Наконец, чтобы покончить с примерами большой прозы, назову замечательную книгу Евгении Гинзбург «Крутой маршрут». Совсем недавно, когда я был уже вне пределов СССР, кто-то сумел переправить рукопись на Запад, и книга вышла в Италии (замечу, что Италия стала подлинной Меккой современной русской литературы – «Доктор Живаго» был впервые напечатан тоже там).
Евгения Гинзбург – мать известного молодого писателя Василия Аксенова (он носит не псевдоним, а фамилию отца). В тридцатые годы она жила в Казани и была партийным активистом. Последовал арест, издевательские допросы в тогдашнем НКВД, затем пребывание в двух московских тюрьмах, пятиминутный суд при закрытых дверях, одиночка в страшной Ярославской тюрьме, этап в товарном вагоне через всю Россию, на Дальний Восток, и затем долгие годы Колымского заключения. Обо всем этом в книге Гинзбург рассказано спокойно, с таким блестящим мастерством, что этого мастерства как бы и не чувствуешь, – просто автор дает хронику происшедшего.
Примечательна позиция автора. Это совсем не отрицание режима, это обвинение «сталинщины». Е.Гинзбург писала после XXII съезда партии (1961) и начала с того, что вот теперь, когда партия разоблачила «культ личности», можно рассказать о пережитом. Самый факт запрещения книги красноречиво свидетельствует против такой наивной позиции. Нынешние лидеры дали бы очень дорого, чтобы вычеркнуть из памяти людей два хрущевских съезда – XX в 1956 году и XXII, где незадачливый Никита, сам того не желая, пошатнул самые основы строя, приподняв завесу над злодеяниями Сталина.
Большинство литераторов хорошо понимает это – примером может служить позиция авторов приведенных выше рассказов. «Людовики» из прошлого, допрашивающие людей сегодня, собаки из лагерей, продолжающие поныне кидаться на невиновных, тупые бюрократы, продолжающие командовать во всех областях жизни – эти образы рождены не фантазией писателей, а самой окружающей действительностью. Звериный оскал теперешних «умеренных» лидеров лучше всего проявился в деле Андрея Синявского и Юлия Даниэля.
V.
Я не буду рассказывать здесь о самом позорном суде над двумя писателями – обстоятельства суда хорошо известны, стенограммы заседаний и многие другие документы опубликованы на Западе. Я постараюсь дать только некоторые подробности, ускользнувшие от внимания иностранных наблюдателей, и мои личные впечатления.

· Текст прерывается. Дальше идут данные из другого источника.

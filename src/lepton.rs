//! Single-lepton records and energy-scale variations
//!
//! A `Lepton` bundles the as-reconstructed four-momenta and vertex geometry
//! with the parsed property record. Kinematic accessors take the
//! energy-scale [`Variation`] as an explicit parameter and leave the stored
//! record untouched, so the same lepton can be read under every systematic
//! hypothesis concurrently.

use crate::{
    error::RecordResult,
    momentum::{self, LorentzVector, ThreeVector},
    numeric::Float,
    properties::{LeptonProperties, PropertyVector, Trigger},
};
use num_traits::Zero;

/// Relative systematic shift of the hadronic tau energy scale
pub const TAU_ENERGY_SCALE: Float = 0.012;
/// Relative systematic shift of the electron energy scale
pub const ELECTRON_ENERGY_SCALE: Float = 0.03;
/// Relative systematic shift of the muon energy scale
pub const MUON_ENERGY_SCALE: Float = 0.03;

/// Nominal tau energy correction, one-prong decay modes
pub const TAU_CORRECTION_ONE_PRONG: Float = -0.018;
/// Nominal tau energy correction, one-prong plus neutral pions
pub const TAU_CORRECTION_ONE_PRONG_PI_ZERO: Float = 0.010;
/// Nominal tau energy correction, three-prong decay modes
pub const TAU_CORRECTION_THREE_PRONG: Float = 0.004;

/// Energy-scale variation under which kinematics are read
///
/// A variation only moves leptons of the matching flavour; for every other
/// flavour it reads back the nominal kinematics.
#[derive(Debug, Clone, Copy, Default, PartialEq, Eq)]
pub enum Variation {
    /// Reconstructed kinematics with nominal corrections only
    #[default]
    Nominal,
    /// Tau energy scale shifted one systematic up
    TauScaleUp,
    /// Tau energy scale shifted one systematic down
    TauScaleDown,
    /// Electron energy scale shifted one systematic up
    ElectronScaleUp,
    /// Electron energy scale shifted one systematic down
    ElectronScaleDown,
    /// Muon energy scale shifted one systematic up
    MuonScaleUp,
    /// Muon energy scale shifted one systematic down
    MuonScaleDown,
}
//
impl Variation {
    /// All variations, nominal first
    pub const ALL: [Variation; 7] = [
        Variation::Nominal,
        Variation::TauScaleUp,
        Variation::TauScaleDown,
        Variation::ElectronScaleUp,
        Variation::ElectronScaleDown,
        Variation::MuonScaleUp,
        Variation::MuonScaleDown,
    ];
}

/// Single reconstructed lepton
#[derive(Debug, Clone, PartialEq)]
pub struct Lepton {
    /// As-reconstructed four-momentum, before any scale correction
    p4: LorentzVector,
    /// Four-momentum of the charged decay products
    charged_p4: LorentzVector,
    /// Four-momentum of the neutral decay products
    neutral_p4: LorentzVector,
    /// Point of closest approach to the AOD primary vertex
    pca: ThreeVector,
    /// Point of closest approach to the refitted primary vertex
    pca_refit: ThreeVector,
    /// Point of closest approach to the generator primary vertex
    pca_gen: ThreeVector,
    /// Parsed properties
    props: LeptonProperties,
}
//
impl Lepton {
    // === CONSTRUCTION ===

    /// Build a lepton from already-parsed properties
    ///
    /// Decay-product components and vertex geometry start out zeroed; fill
    /// them with the `with_` methods where a record carries them.
    pub fn new(p4: LorentzVector, props: LeptonProperties) -> Self {
        Self {
            p4,
            charged_p4: LorentzVector::zero(),
            neutral_p4: LorentzVector::zero(),
            pca: ThreeVector::zero(),
            pca_refit: ThreeVector::zero(),
            pca_gen: ThreeVector::zero(),
            props,
        }
    }

    /// Parse a lepton from a four-momentum and raw property columns
    ///
    /// This is the ingestion path: the property vector is validated here,
    /// and a malformed record never enters the event store.
    pub fn from_columns(p4: LorentzVector, raw: &PropertyVector) -> RecordResult<Self> {
        Ok(Self::new(p4, LeptonProperties::parse(raw)?))
    }

    /// Attach charged and neutral decay-product four-momenta
    pub fn with_components(mut self, charged_p4: LorentzVector, neutral_p4: LorentzVector) -> Self {
        self.charged_p4 = charged_p4;
        self.neutral_p4 = neutral_p4;
        self
    }

    /// Attach the points of closest approach to the three primary vertices
    pub fn with_vertex_geometry(
        mut self,
        pca: ThreeVector,
        pca_refit: ThreeVector,
        pca_gen: ThreeVector,
    ) -> Self {
        self.pca = pca;
        self.pca_refit = pca_refit;
        self.pca_gen = pca_gen;
        self
    }

    // === FLAVOUR ===

    /// Signed PDG particle code
    pub fn pdg_id(&self) -> i32 {
        self.props.pdg_id
    }

    /// Whether this is a muon of either charge
    pub fn is_muon(&self) -> bool {
        self.props.pdg_id.abs() == 13
    }

    /// Whether this is a hadronic tau of either charge
    pub fn is_tau(&self) -> bool {
        self.props.pdg_id.abs() == 15
    }

    /// Whether this is an electron of either charge
    pub fn is_electron(&self) -> bool {
        self.props.pdg_id.abs() == 11
    }

    // === KINEMATICS ===

    /// Four-momentum under the given energy-scale variation
    ///
    /// Rescaling moves the transverse momentum and leaves the invariant
    /// mass untouched, except for one-prong taus whose single-hadron
    /// four-momentum is scaled as a whole.
    pub fn p4(&self, variation: Variation) -> LorentzVector {
        let scale = self.energy_scale(variation);
        if scale == 1. {
            self.p4
        } else {
            let one_prong = self.is_tau() && self.props.decay_mode == 0;
            momentum::with_scaled_pt(&self.p4, scale, !one_prong)
        }
    }

    /// Relative scale applied to this lepton under `variation`
    ///
    /// Chains the nominal decay-mode-dependent tau correction with the
    /// systematic shift of the matching flavour.
    pub fn energy_scale(&self, variation: Variation) -> Float {
        let nominal = if self.is_tau() {
            match self.props.decay_mode {
                0 => 1. + TAU_CORRECTION_ONE_PRONG,
                1 | 2 => 1. + TAU_CORRECTION_ONE_PRONG_PI_ZERO,
                10 => 1. + TAU_CORRECTION_THREE_PRONG,
                _ => 1.,
            }
        } else {
            1.
        };
        let systematic = match variation {
            Variation::TauScaleUp if self.is_tau() => 1. + TAU_ENERGY_SCALE,
            Variation::TauScaleDown if self.is_tau() => 1. - TAU_ENERGY_SCALE,
            Variation::ElectronScaleUp if self.is_electron() => 1. + ELECTRON_ENERGY_SCALE,
            Variation::ElectronScaleDown if self.is_electron() => 1. - ELECTRON_ENERGY_SCALE,
            Variation::MuonScaleUp if self.is_muon() => 1. + MUON_ENERGY_SCALE,
            Variation::MuonScaleDown if self.is_muon() => 1. - MUON_ENERGY_SCALE,
            _ => 1.,
        };
        nominal * systematic
    }

    /// Four-momentum of the charged decay products
    pub fn charged_p4(&self) -> &LorentzVector {
        &self.charged_p4
    }

    /// Four-momentum of the neutral decay products
    pub fn neutral_p4(&self) -> &LorentzVector {
        &self.neutral_p4
    }

    /// Point of closest approach to the AOD primary vertex
    pub fn pca(&self) -> &ThreeVector {
        &self.pca
    }

    /// Point of closest approach to the refitted primary vertex
    pub fn pca_refit(&self) -> &ThreeVector {
        &self.pca_refit
    }

    /// Point of closest approach to the generator primary vertex
    pub fn pca_gen(&self) -> &ThreeVector {
        &self.pca_gen
    }

    // === PROPERTIES ===

    /// Parsed properties
    pub fn props(&self) -> &LeptonProperties {
        &self.props
    }

    /// Whether this lepton matched a trigger object of the given path
    ///
    /// Requires both the trigger-object type bit and the filter-fired bit
    /// of the path.
    pub fn has_trigger_match(&self, trigger: Trigger) -> bool {
        self.props.trigger_type_bits & trigger.bit() != 0
            && self.props.filter_fired_bits & trigger.bit() != 0
    }
}

#[cfg(test)]
mod tests {
    use super::*;
    use crate::momentum::from_pt_eta_phi_mass;
    use approx::assert_relative_eq;

    fn props(pdg_id: i32, decay_mode: i32) -> LeptonProperties {
        LeptonProperties {
            pdg_id,
            charge: if pdg_id < 0 { 1 } else { -1 },
            dxy: 0.01,
            dz: 0.05,
            rel_iso: 0.1,
            decay_mode_finding: 1.,
            decay_mode,
            anti_mu: 0b11,
            anti_ele: 0b1,
            mva_iso: 0b1111,
            medium_id: true,
            trigger_type_bits: 0,
            filter_fired_bits: 0,
        }
    }

    #[test]
    fn variations_only_move_the_matching_flavour() {
        let muon = Lepton::new(from_pt_eta_phi_mass(25., 1., 0.3, 0.105), props(13, 0));
        assert_eq!(muon.p4(Variation::TauScaleUp), muon.p4(Variation::Nominal));
        assert_eq!(muon.p4(Variation::ElectronScaleDown), muon.p4(Variation::Nominal));
        assert_relative_eq!(
            momentum::pt(&muon.p4(Variation::MuonScaleUp)),
            25. * (1. + MUON_ENERGY_SCALE),
            max_relative = 1e-12
        );
    }

    #[test]
    fn tau_scales_chain_the_decay_mode_correction() {
        let tau = Lepton::new(from_pt_eta_phi_mass(35., 1.5, -1., 0.8), props(-15, 10));
        assert_relative_eq!(
            momentum::pt(&tau.p4(Variation::Nominal)),
            35. * (1. + TAU_CORRECTION_THREE_PRONG),
            max_relative = 1e-12
        );
        assert_relative_eq!(
            momentum::pt(&tau.p4(Variation::TauScaleDown)),
            35. * (1. + TAU_CORRECTION_THREE_PRONG) * (1. - TAU_ENERGY_SCALE),
            max_relative = 1e-12
        );
    }

    #[test]
    fn rescaling_preserves_mass_except_one_prong() {
        let three_prong = Lepton::new(from_pt_eta_phi_mass(35., 1.5, -1., 0.8), props(15, 10));
        assert_relative_eq!(
            momentum::mass(&three_prong.p4(Variation::TauScaleUp)),
            0.8,
            max_relative = 1e-9
        );

        // A one-prong tau is a single hadron: the whole four-momentum
        // scales, mass included.
        let one_prong = Lepton::new(from_pt_eta_phi_mass(35., 1.5, -1., 0.14), props(15, 0));
        let scale = (1. + TAU_CORRECTION_ONE_PRONG) * (1. + TAU_ENERGY_SCALE);
        assert_relative_eq!(
            momentum::mass(&one_prong.p4(Variation::TauScaleUp)),
            0.14 * scale,
            max_relative = 1e-9
        );
    }

    #[test]
    fn trigger_match_needs_both_flag_sets() {
        let mut matched = props(13, 0);
        matched.trigger_type_bits = Trigger::IsoMu22.bit() | Trigger::IsoTkMu22.bit();
        matched.filter_fired_bits = Trigger::IsoMu22.bit();
        let muon = Lepton::new(from_pt_eta_phi_mass(25., 1., 0.3, 0.105), matched);
        assert!(muon.has_trigger_match(Trigger::IsoMu22));
        assert!(!muon.has_trigger_match(Trigger::IsoTkMu22));
        assert!(!muon.has_trigger_match(Trigger::IsoMu22Eta2p1));
    }
}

Весть о внезапном аресте Синявского, Даниэля и Голомштока (искусствовед, соавтор Синявского по книге о Пикассо, позже превращенный в свидетеля на процессе) была, помню, встречена нами даже с недоверием. «Неужели уже началось опять? – спросил как бы сам себя мой друг, писатель. – По моим расчетам, еще рановато». Этот человек просидел в лагерях восемь лет, я – пять с половиной, и мы поняли друг друга с полуслова.
Постепенно приходили новые подробности (в газетах четыре месяца не было ни слова об аресте). Стало известно, что Синявский – это Абрам Терц, чья повесть «Любимов» давно уже пользовалась успехом, и все терялись в догадках насчет автора. Появился в рукописи рассказ Даниэля «Говорит Москва». Мой коллега, журналист из ТАСС (они там самые осведомленные), позвонил мне по телефону и торжествующе закричал: «Есть! Уже о них узнали там! Пришло сообщение!» Тут же мы услышали о Синявском и Даниэле в передачах Би-Би-Си, «Голоса Америки», радио «Свобода».
Чем дальше, тем взволнованнее становились разговоры. Стал ясен капкан, в который угодили советские лидеры с этим арестом. Любой исход был для них плох: освободить писателей значило признать капитуляцию перед правдой и развязать руки еще более смелым критикам режима; судить – но ведь не за что! В уголовном кодексе нет статьи, карающей за публикацию литературных произведений за границей, и Пастернака, например, не судили за «Доктора Живаго». Все гадали, как выкрутятся Брежнев с Косыгиным из скандально-глупого положения, в которое поставили их ищейки КГБ.
В это время, в разгар этих толков и пересудов, у меня произошла встреча, все значение которой стало мне понятно только намного позже.
Я сидел в редакции журнала «Москва» и беседовал с женщиной-редактором прозы, когда в комнате появился пожилой, но этакий крепенький, здорового вида человек с водянисто-серыми глазами. На нем был дорогой вечерний костюм из черного крепа (встреча произошла около полудня), а под костюмом – теплый жилет ярко-бежевой, почти желтой шерсти. Вместе с красным галстуком это создавало занятное впечатление. Нас представили друг другу, и я узнал, что имел честь познакомиться с писателем-сатириком Аркадием Николаевичем Васильевым.